Energy density proportional to kinetic energy in viscous damping systems

Extension of fluctuation relation to correlated thermal noise

Characterization of dissipation in nonlinear frictional systems

Abstract

We define a characteristic energy density based on the measurement of the two first moments of the extrinsic injected power smoothed over time. Using the stationarity, we show that this definition characterizes an energy per degrees freedom of the intrinsic dissipation. Our framework can be applied to systems in contact with thermostats put out of equilibrium by an external driving but it holds also for intrinsically dissipative macroscopic systems that go at rest when the forcing is stopped. Moreover, we are not concerned about the fluctuations around zero of the smoothed injected power that can be extremely rare and difficult to catch experimentally. Then we show that the characteristic energy density we defined, reduces to the kinetic energy of a Brownian-like particle described by a set of Langevin equations with a viscous damping term. The particle can be either in contact with a thermostat or intrinsically dissipative and driven by a random force. In the first case, we recover the result obtained in the framework of the fluctuation relation but extended to a correlated thermal noise. Our characteristic energy density is measured in an experimental system of nonlinear waves generated by a large shaker in a thin elastic plate.
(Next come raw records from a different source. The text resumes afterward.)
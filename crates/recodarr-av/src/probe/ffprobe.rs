//! FFprobe-based media probing.

use super::types::*;
use crate::{Error, Result, UNDETERMINED_LANGUAGE};
use serde::Deserialize;
use std::path::{Path, PathBuf};
use tokio::process::Command;

#[derive(Debug, Deserialize)]
struct FfprobeOutput {
    #[serde(default)]
    format: Option<FfprobeFormat>,
    #[serde(default)]
    streams: Vec<FfprobeStream>,
}

#[derive(Debug, Deserialize)]
struct FfprobeFormat {
    duration: Option<String>,
}

#[derive(Debug, Deserialize)]
struct FfprobeStream {
    index: u32,
    codec_type: Option<String>,
    codec_name: Option<String>,
    #[serde(default)]
    tags: FfprobeTags,
}

#[derive(Debug, Default, Deserialize)]
struct FfprobeTags {
    language: Option<String>,
}

/// Run ffprobe on `path` and parse its JSON output.
pub async fn probe_with_ffprobe(program: &Path, path: &Path) -> Result<MediaDescriptor> {
    #[cfg(feature = "tracing")]
    tracing::info!("Probing file: {}", path.display());

    let output = Command::new(program)
        .args([
            "-v",
            "quiet",
            "-print_format",
            "json",
            "-show_streams",
            "-show_format",
        ])
        .arg(path)
        .output()
        .await
        .map_err(|e| Error::spawn("ffprobe", e))?;

    if !output.status.success() {
        let stderr = String::from_utf8_lossy(&output.stderr);
        return Err(Error::probe_failed(format!(
            "ffprobe exited with {} for {}: {}",
            output.status,
            path.display(),
            stderr.trim()
        )));
    }

    let json_str = String::from_utf8(output.stdout)
        .map_err(|e| Error::parse("ffprobe", format!("Invalid UTF-8: {}", e)))?;

    parse_ffprobe_json(&json_str)
}

/// Parse ffprobe's `-print_format json -show_streams -show_format` output.
pub fn parse_ffprobe_json(json: &str) -> Result<MediaDescriptor> {
    let output: FfprobeOutput = serde_json::from_str(json)?;
    Ok(parse_ffprobe_output(output))
}

fn parse_ffprobe_output(output: FfprobeOutput) -> MediaDescriptor {
    let duration_seconds = output
        .format
        .and_then(|f| f.duration)
        .and_then(|s| s.parse::<f64>().ok());

    let mut streams: Vec<MediaStream> = output
        .streams
        .into_iter()
        .map(|stream| MediaStream {
            index: stream.index,
            codec_name: stream.codec_name.unwrap_or_default(),
            media_type: MediaType::from_codec_type(stream.codec_type.as_deref().unwrap_or("")),
            type_index: 0,
            language: stream
                .tags
                .language
                .filter(|l| !l.is_empty())
                .unwrap_or_else(|| UNDETERMINED_LANGUAGE.to_string()),
        })
        .collect();

    assign_type_indexes(&mut streams);

    MediaDescriptor {
        streams,
        duration_seconds,
    }
}

/// ffprobe invoked as an external process.
#[derive(Debug, Clone)]
pub struct Ffprobe {
    program: PathBuf,
}

impl Ffprobe {
    pub fn new(program: impl Into<PathBuf>) -> Self {
        Self {
            program: program.into(),
        }
    }

    pub fn program(&self) -> &Path {
        &self.program
    }
}

impl Default for Ffprobe {
    fn default() -> Self {
        Self::new("ffprobe")
    }
}
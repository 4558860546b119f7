//! Benchmarks for probe and progress parsing
//!
//! Tests ffprobe JSON parsing, stream selection and ffmpeg `-progress` parsing.

use criterion::{black_box, criterion_group, criterion_main, BenchmarkId, Criterion, Throughput};
use recodarr_av::probe::parse_ffprobe_json;
use recodarr_av::{parse_progress_chunk, SelectionPolicy};

/// Sample ffprobe JSON output for a simple file
const FFPROBE_SIMPLE: &str = r#"{
    "format": {
        "filename": "/movies/movie.mkv",
        "format_name": "matroska,webm",
        "duration": "7200.000000",
        "size": "15000000000"
    },
    "streams": [
        {
            "index": 0,
            "codec_type": "video",
            "codec_name": "hevc",
            "width": 3840,
            "height": 2160,
            "tags": {}
        },
        {
            "index": 1,
            "codec_type": "audio",
            "codec_name": "truehd",
            "channels": 8,
            "tags": {"language": "eng", "title": "TrueHD 7.1"}
        }
    ]
}"#;

/// Sample ffprobe JSON output for a multi-language release with interleaved streams
const FFPROBE_COMPLEX: &str = r#"{
    "format": {
        "filename": "/movies/anime_movie.mkv",
        "format_name": "matroska,webm",
        "duration": "6420.512000"
    },
    "streams": [
        {"index": 0, "codec_type": "video", "codec_name": "h264", "tags": {}},
        {"index": 1, "codec_type": "audio", "codec_name": "flac", "tags": {"language": "jpn"}},
        {"index": 2, "codec_type": "subtitle", "codec_name": "ass", "tags": {"language": "eng"}},
        {"index": 3, "codec_type": "audio", "codec_name": "ac3", "tags": {"language": "eng"}},
        {"index": 4, "codec_type": "subtitle", "codec_name": "ass", "tags": {"language": "eng", "title": "Signs"}},
        {"index": 5, "codec_type": "audio", "codec_name": "aac", "tags": {"language": "ger"}},
        {"index": 6, "codec_type": "subtitle", "codec_name": "hdmv_pgs_subtitle", "tags": {"language": "ger"}},
        {"index": 7, "codec_type": "attachment", "codec_name": "ttf", "tags": {"filename": "font.ttf"}},
        {"index": 8, "codec_type": "subtitle", "codec_name": "subrip"}
    ]
}"#;

/// One ffmpeg `-progress` block
const PROGRESS_BLOCK: &str = "frame=2400
fps=96.00
stream_0_0_q=-1.0
bitrate=4521.3kbits/s
total_size=56623104
out_time_us=100100000
out_time_ms=100100000
out_time=00:01:40.100000
dup_frames=0
drop_frames=0
speed=4.01x
progress=continue
";

fn bench_ffprobe_parsing(c: &mut Criterion) {
    let mut group = c.benchmark_group("ffprobe_parsing");

    group.throughput(Throughput::Bytes(FFPROBE_SIMPLE.len() as u64));
    group.bench_with_input(
        BenchmarkId::new("descriptor", "simple"),
        &FFPROBE_SIMPLE,
        |b, json| {
            b.iter(|| parse_ffprobe_json(black_box(json)).unwrap());
        },
    );

    group.throughput(Throughput::Bytes(FFPROBE_COMPLEX.len() as u64));
    group.bench_with_input(
        BenchmarkId::new("descriptor", "complex"),
        &FFPROBE_COMPLEX,
        |b, json| {
            b.iter(|| parse_ffprobe_json(black_box(json)).unwrap());
        },
    );

    group.finish();
}

fn bench_selection(c: &mut Criterion) {
    let mut group = c.benchmark_group("selection");

    let descriptor = parse_ffprobe_json(FFPROBE_COMPLEX).unwrap();
    let default_policy = SelectionPolicy::default();
    let japanese = SelectionPolicy {
        audio_languages: vec!["jpn".to_string()],
        subtitle_languages: vec!["eng".to_string()],
        ..Default::default()
    };

    group.bench_function("default_policy", |b| {
        b.iter(|| default_policy.select(black_box(&descriptor)));
    });

    group.bench_function("language_policy", |b| {
        b.iter(|| japanese.select(black_box(&descriptor)));
    });

    group.finish();
}

fn bench_progress_parsing(c: &mut Criterion) {
    let mut group = c.benchmark_group("progress_parsing");

    group.throughput(Throughput::Bytes(PROGRESS_BLOCK.len() as u64));
    group.bench_function("block", |b| {
        b.iter(|| parse_progress_chunk(black_box(PROGRESS_BLOCK)));
    });

    group.finish();
}

criterion_group!(
    benches,
    bench_ffprobe_parsing,
    bench_selection,
    bench_progress_parsing
);
criterion_main!(benches);
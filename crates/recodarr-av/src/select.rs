//! Stream selection.
//!
//! Selectors are small policies over a candidate list. They are tried in
//! order and the first one that returns anything wins; when none does, a
//! default applies (the first candidate for a single pick, every candidate for
//! a set).

use crate::probe::{MediaDescriptor, MediaStream, MediaType};
use serde::{Deserialize, Serialize};
use std::collections::HashSet;

/// A policy choosing streams from a candidate list.
///
/// Implementations must preserve candidate order in their output.
pub trait StreamSelector {
    fn select<'a>(&self, candidates: &[&'a MediaStream]) -> Vec<&'a MediaStream>;
}

/// Keeps candidates whose language is one of the accepted codes.
///
/// The accepted list is a membership set, not a ranking: with candidates
/// `[eng, jpn]` and languages `[jpn, eng]` the `eng` stream comes first.
#[derive(Debug, Clone)]
pub struct LanguagePreference {
    languages: Vec<String>,
}

impl LanguagePreference {
    pub fn new<I, S>(languages: I) -> Self
    where
        I: IntoIterator<Item = S>,
        S: Into<String>,
    {
        Self {
            languages: languages.into_iter().map(Into::into).collect(),
        }
    }
}

impl StreamSelector for LanguagePreference {
    fn select<'a>(&self, candidates: &[&'a MediaStream]) -> Vec<&'a MediaStream> {
        candidates
            .iter()
            .copied()
            .filter(|s| self.languages.iter().any(|l| *l == s.language))
            .collect()
    }
}

/// Keeps candidates whose language no subtitle stream already covers.
///
/// Yields nothing for files without subtitles.
#[derive(Debug, Clone)]
pub struct NotSubtitled {
    subtitle_languages: HashSet<String>,
}

impl NotSubtitled {
    pub fn new(descriptor: &MediaDescriptor) -> Self {
        Self {
            subtitle_languages: descriptor
                .streams_of(MediaType::Subtitle)
                .into_iter()
                .map(|s| s.language.clone())
                .collect(),
        }
    }
}

impl StreamSelector for NotSubtitled {
    fn select<'a>(&self, candidates: &[&'a MediaStream]) -> Vec<&'a MediaStream> {
        if self.subtitle_languages.is_empty() {
            return Vec::new();
        }
        candidates
            .iter()
            .copied()
            .filter(|s| !self.subtitle_languages.contains(&s.language))
            .collect()
    }
}

/// Pick one stream: the first hit of the first selector that matches,
/// otherwise the first candidate.
pub fn select_first<'a>(
    candidates: &[&'a MediaStream],
    selectors: &[&dyn StreamSelector],
) -> Option<&'a MediaStream> {
    selectors
        .iter()
        .find_map(|selector| selector.select(candidates).into_iter().next())
        .or_else(|| candidates.first().copied())
}

/// Pick a set of streams: the output of the first selector that matches,
/// otherwise all candidates.
pub fn select_all<'a>(
    candidates: &[&'a MediaStream],
    selectors: &[&dyn StreamSelector],
) -> Vec<&'a MediaStream> {
    selectors
        .iter()
        .map(|selector| selector.select(candidates))
        .find(|selected| !selected.is_empty())
        .unwrap_or_else(|| candidates.to_vec())
}

/// Streams chosen for the output file.
#[derive(Debug, Clone, PartialEq, Serialize)]
pub struct StreamSelection {
    pub video: MediaStream,
    pub audio: MediaStream,
    pub subtitles: Vec<MediaStream>,
}

/// Configured audio/subtitle selection rules.
#[derive(Debug, Clone, Deserialize, Serialize)]
pub struct SelectionPolicy {
    /// Audio languages to prefer, e.g. `["jpn", "kor"]`.
    #[serde(default)]
    pub audio_languages: Vec<String>,

    /// Subtitle languages to keep; all subtitles are kept when none match.
    #[serde(default)]
    pub subtitle_languages: Vec<String>,

    /// Fall back to an audio track whose language has no subtitles.
    #[serde(default = "default_prefer_unsubtitled_audio")]
    pub prefer_unsubtitled_audio: bool,
}

fn default_prefer_unsubtitled_audio() -> bool {
    true
}

impl Default for SelectionPolicy {
    fn default() -> Self {
        Self {
            audio_languages: Vec::new(),
            subtitle_languages: Vec::new(),
            prefer_unsubtitled_audio: default_prefer_unsubtitled_audio(),
        }
    }
}

impl SelectionPolicy {
    /// Choose the video, audio and subtitle streams for `descriptor`.
    ///
    /// Returns `None` when the file has no video or no audio stream; such files
    /// are left alone.
    pub fn select(&self, descriptor: &MediaDescriptor) -> Option<StreamSelection> {
        let video = descriptor.primary_video()?;

        let audio_candidates = descriptor.audio_streams();
        let by_language = LanguagePreference::new(self.audio_languages.iter().cloned());
        let not_subtitled = NotSubtitled::new(descriptor);
        let mut audio_selectors: Vec<&dyn StreamSelector> = vec![&by_language];
        if self.prefer_unsubtitled_audio {
            audio_selectors.push(&not_subtitled);
        }
        let audio = select_first(&audio_candidates, &audio_selectors)?;

        let subtitle_candidates = descriptor.subtitle_streams();
        let subtitle_language =
            LanguagePreference::new(self.subtitle_languages.iter().cloned());
        let subtitles = select_all(&subtitle_candidates, &[&subtitle_language]);

        Some(StreamSelection {
            video: video.clone(),
            audio: audio.clone(),
            subtitles: subtitles.into_iter().cloned().collect(),
        })
    }
}
//! # recodarr-av
//!
//! Media probing, stream selection and transcoding for recodarr.
//!
//! This crate provides functionality for:
//! - Probing media files with ffprobe into a per-type indexed stream inventory
//! - Choosing the audio and subtitle streams to keep in the output
//! - Building ffmpeg invocations and reading their `-progress` output as a
//!   stream of [`ProgressSample`]s
//!
//! ## Features
//!
//! - `tracing` - Enable tracing support
//!
//! ## Example
//!
//! ```no_run
//! use recodarr_av::{Ffprobe, MediaProber, SelectionPolicy};
//!
//! # async fn example() -> recodarr_av::Result<()> {
//! let descriptor = Ffprobe::default().probe("/movies/movie.mkv".as_ref()).await?;
//! let policy = SelectionPolicy::default();
//! if let Some(selection) = policy.select(&descriptor) {
//!     println!("Audio language: {}", selection.audio.language);
//! }
//! # Ok(())
//! # }
//! ```

pub mod encode;
mod error;
pub mod probe;
pub mod select;
pub mod tools;

// Re-exports
pub use encode::{
    parse_progress_chunk, parse_progress_line, EncodeSettings, EncodeSpec, FfmpegTranscoder,
    ProgressSample, ProgressStream, Transcoder,
};
pub use error::{Error, Result};
pub use probe::{Ffprobe, MediaDescriptor, MediaProber, MediaStream, MediaType};
pub use select::{
    select_all, select_first, LanguagePreference, NotSubtitled, SelectionPolicy,
    StreamSelection, StreamSelector,
};
pub use tools::{check_tool, check_tools, get_tool_path, require_tool, ToolInfo};

/// Language code used when a stream carries no language tag.
pub const UNDETERMINED_LANGUAGE: &str = "und";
A smaller shaker attached to the moving plate is used as a probe to measure the energy exchanged with the plate excited by the large shaker. For both, the proportionality of our characteristic energy density with the kinetic energy is demonstrated. It is a consequence of the viscous damping driving the dissipation in this system. Another system with nonlinear frictional dissipation is investigated numerically model. In this case, our definition of energy density deduced from fluctuations of injected power still characterizes the dissipation but is no more proportional to the kinetic energy because the dissipative process is not a viscous damping.